> [Assignment] From the records below, please return each line that holds the word "UnsignedIdToken".

> [Raw data]
use crate::auth::TokenType;
use crate::core::types::{AccessToken, ClientId, Expire, Issuer, Subject};
use crate::oidc::claims::IdClaims;
use crate::provider::Error;
use crate::util::random::FromRandom;

use jsonwebtoken::EncodingKey;
use tracing::{event, Level};

impl Expire for AccessToken {
    const EXPIRES_IN_SECS: u64 = 60 * 60;
}

/// ID token as returned from the token endpoint.
#[derive(Debug, Clone, PartialEq, serde::Serialize)]
#[serde(untagged)]
pub enum IdToken {
    /// Compact JWS produced by a real signer.
    Signed(String),
    /// Development-mode claims, explicitly marked as unsigned.
    Unsigned(UnsignedIdToken),
}

#[derive(Debug, Clone, PartialEq, serde::Serialize)]
pub struct UnsignedIdToken {
    pub alg: &'static str,
    pub unsigned: bool,
    #[serde(flatten)]
    pub claims: IdClaims,
}

/// Turns an ID token claim set into a token. Holds the key material, so key
/// loading and rotation stay outside the provider.
pub trait TokenSigner: Send + Sync {
    fn algorithm(&self) -> &'static str;
    fn sign(&self, claims: &IdClaims) -> Result<IdToken, Error>;
}

pub struct Rs256Signer {
    key: EncodingKey,
    kid: Option<String>,
}

impl std::fmt::Debug for Rs256Signer {
    fn fmt(&self, f: &mut std::fmt::Formatter<'_>) -> std::fmt::Result {
        write!(f, "Rs256Signer {{ ... }}")
    }
}

impl Rs256Signer {
    pub fn from_pem(pem: &[u8], kid: Option<String>) -> Result<Self, Error> {
        let key = EncodingKey::from_rsa_pem(pem)?;
        Ok(Self { key, kid })
    }

    pub fn from_file(path: &str, kid: Option<String>) -> Result<Self, Error> {
        let contents = std::fs::read(path)?;
        Self::from_pem(&contents, kid)
    }
}

impl TokenSigner for Rs256Signer {
    fn algorithm(&self) -> &'static str {
        "RS256"
    }

    fn sign(&self, claims: &IdClaims) -> Result<IdToken, Error> {
        use jsonwebtoken::{encode, Algorithm, Header};

        let mut header = Header::new(Algorithm::RS256);
        header.kid = self.kid.clone();

        let token = encode(&header, claims, &self.key)?;
        Ok(IdToken::Signed(token))
    }
}

#[derive(Debug, Default)]
pub struct UnsignedSigner;

impl TokenSigner for UnsignedSigner {
    fn algorithm(&self) -> &'static str {
        "none"
    }

    fn sign(&self, claims: &IdClaims) -> Result<IdToken, Error> {
        Ok(IdToken::Unsigned(UnsignedIdToken {
            alg: self.algorithm(),
            unsigned: true,
            claims: claims.clone(),
        }))
    }
}

/// Mints access tokens and ID tokens for a validated exchange.
pub struct TokenService {
    signer: Box<dyn TokenSigner>,
}

impl std::fmt::Debug for TokenService {
    fn fmt(&self, f: &mut std::fmt::Formatter<'_>) -> std::fmt::Result {
        write!(f, "TokenService {{ alg: {} }}", self.signer.algorithm())
    }
}

impl TokenService {
    pub fn new(signer: Box<dyn TokenSigner>) -> Self {
        Self { signer }
    }

    pub fn token_type() -> TokenType {
        TokenType::Bearer
    }

    pub fn expires_in() -> u64 {
        AccessToken::EXPIRES_IN_SECS
    }

    pub fn is_signing(&self) -> bool {
        self.signer.algorithm() != "none"
    }

    pub fn new_token(&self) -> Result<AccessToken, Error> {
        event!(Level::DEBUG, "Issuing access_token");
        AccessToken::from_random()
    }

    #[tracing::instrument(skip(self, issuer, subject), fields(alg = self.signer.algorithm()))]
    pub fn new_id_token(
        &self,
        issuer: &Issuer,
        subject: &Subject,
        client_id: &ClientId,
        now: u64,
    ) -> Result<IdToken, Error> {
        let claims = IdClaims::new(issuer, subject, client_id, now);

        event!(Level::DEBUG, "Issuing id_token");
        self.signer.sign(&claims)
    }
}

> [Expected answer]
    Unsigned(UnsignedIdToken),
pub struct UnsignedIdToken {
        Ok(IdToken::Unsigned(UnsignedIdToken {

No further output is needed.